If not, please feed back where you’re having issues to Partha Kar. The numbers of preacrtions are being monitored and pressure will continue to be applied centrally, but without us asking, we won’t be able to help nudge these things along.
Great article that will hopefully help people to argue and get their needed prescription for the systems! #payitforward
Great advice if you have a good relationship with your GP and require a standalone rtCGM.
I am not convinced my GP knows how to spell “Type 1”. I am already under secondary care and my diabetes clinic are saying the rtCGM that works with my pump is not approved by my CCG. It is not on the FP10 list.
The ones that are on prescription are listed in the article. The ones that work with pumps aren’t.
That’s the way of it right now unfortunately.
From what’s previously been said, those that are required for Automated Insulin Delivery will come as part of a package with those, when AID systems are in scope under NICE guidelines or a Technology Appraisal, but that’s not going to be here for a while.

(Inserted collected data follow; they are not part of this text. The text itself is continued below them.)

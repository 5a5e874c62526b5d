//! Few-shot extraction of stock quotes from news items

use dashlm::client::{Client, Example, Extractor, Schema};
use dashlm::prelude::*;
use serde_json::json;
use tracing_subscriber::EnvFilter;

fn examples() -> anyhow::Result<Vec<Example>> {
    Ok(vec![
        Example::new(
            "【科技龙头股逆势上扬】2024年3月15日，科技创新板明星企业华兴科技表现突出。该股开盘报25.80元，上午时段震荡整理，午后在大单资金流入的推动下快速拉升，最终收于27.35元，涨幅5.98%。全日成交金额达2.8亿元，换手率超过8%，显示机构资金积极布局，市场对其在人工智能领域的突破性进展给予高度认可。",
            json!({
                "日期": "2024-03-15",
                "股票名称": "华兴科技",
                "开盘价": "25.80",
                "收盘价": "27.35",
                "成交量": "1085300"
            }),
        )?,
        Example::new(
            "【新能源汽车板块遇冷回调】2024年4月8日，绿能动力股价承压下行。该股以42.60元低开，盘中一度下探至40.20元，虽有小幅反弹，但最终收报40.85元，跌幅达4.09%。成交量萎缩至45万股，创下近一个月新低，表明市场情绪偏谨慎，投资者对行业政策变化持观望态度，短期抛压仍需时间消化。",
            json!({
                "日期": "2024-04-08",
                "股票名称": "绿能动力",
                "开盘价": "42.60",
                "收盘价": "40.85",
                "成交量": "450000"
            }),
        )?,
    ])
}

const QUESTIONS: [&str; 2] = [
    "【消费电子股震荡走高】2024年5月20日，蓝海电子表现不俗。该股以18.50元开盘，全天维持震荡上行态势，盘中最高触及19.80元，最终收于19.45元，涨幅5.14%。成交量达到88万股，市场交投活跃，机构投资者对其在新品研发方面的进展表示认可，看好未来业绩增长潜力。",
    "【银行板块整体回调】2024年6月3日，稳健银行股价出现调整。该股开盘价为8.75元，受市场整体情绪影响，早盘即承压下行，午后有所回升但力度有限成交量温和放大至210万股，显示部分资金选择离场观望，投资者关注后续政策导向变化。",
];

#[tokio::main]
async fn main() -> anyhow::Result<()> {
    tracing_subscriber::fmt()
        .with_env_filter(EnvFilter::from_default_env())
        .init();

    let client = Client::new(OpenAI::dashscope_from_env()?);
    let schema = Schema::new(["日期", "股票名称", "开盘价", "收盘价", "成交量"])?;
    let extractor = Extractor::new(schema)?
        .with_task("股票信息")
        .with_examples(examples()?);

    for question in QUESTIONS {
        let result = client.extract(&extractor, question).await?;
        println!("原文：{}\n提取结果：{}\n{}\n", question, result, "=".repeat(80));
    }

    Ok(())
}
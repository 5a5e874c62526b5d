//! Embed two queries with the DashScope native embedding service

use dashlm::prelude::*;
use tracing_subscriber::EnvFilter;

#[tokio::main]
async fn main() -> anyhow::Result<()> {
    tracing_subscriber::fmt()
        .with_env_filter(EnvFilter::from_default_env())
        .init();

    let embeddings = DashScope::from_env()?;

    let s1 = embeddings.embed_query("你好").await?;
    let s2 = embeddings.embed_query("你好,你的名字是？").await?;

    println!("{:?}", s1);
    println!("dimensions: {} / {}", s1.len(), s2.len());

    Ok(())
}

Good stuff Tim let’s all keep pushing.
Great blog, as always. Couple of questions:
1. Do you know of any reason why GPs shouldn’t prescribe three months supply rather than, say, one? (NB I haven’t tried yet)
2. Is there any reason to obtain rtCGM from GPs rather than from secondary care? My consultant is offering to sort it out from the hospital for me. For as long as that’s the case, I don’t see a need to go to my GP, but maybe I’m missing something.
Hi Matt, I agree that it is a pain that the GPs prefer to give prescriptions for short periods. This is because cgm is very expensive and they do not want people buiilding up stockpiles that could get wasted. You can imagine that some scroats might even sell their cgm on eBay! If you ask you gp nicely they might give you extra supplies.
Regarding getting your cgm from the hospital, thie hospital is only able to prescribe very specialised medcines/devices usually for short periods. If you want Cgm on prescription it has to be prescribed from your gp as it comes out of a different budget. Whatever your consultant says, I think it unliky that your hospital pharmacy will prescribe cgm indefinitely. Good luck.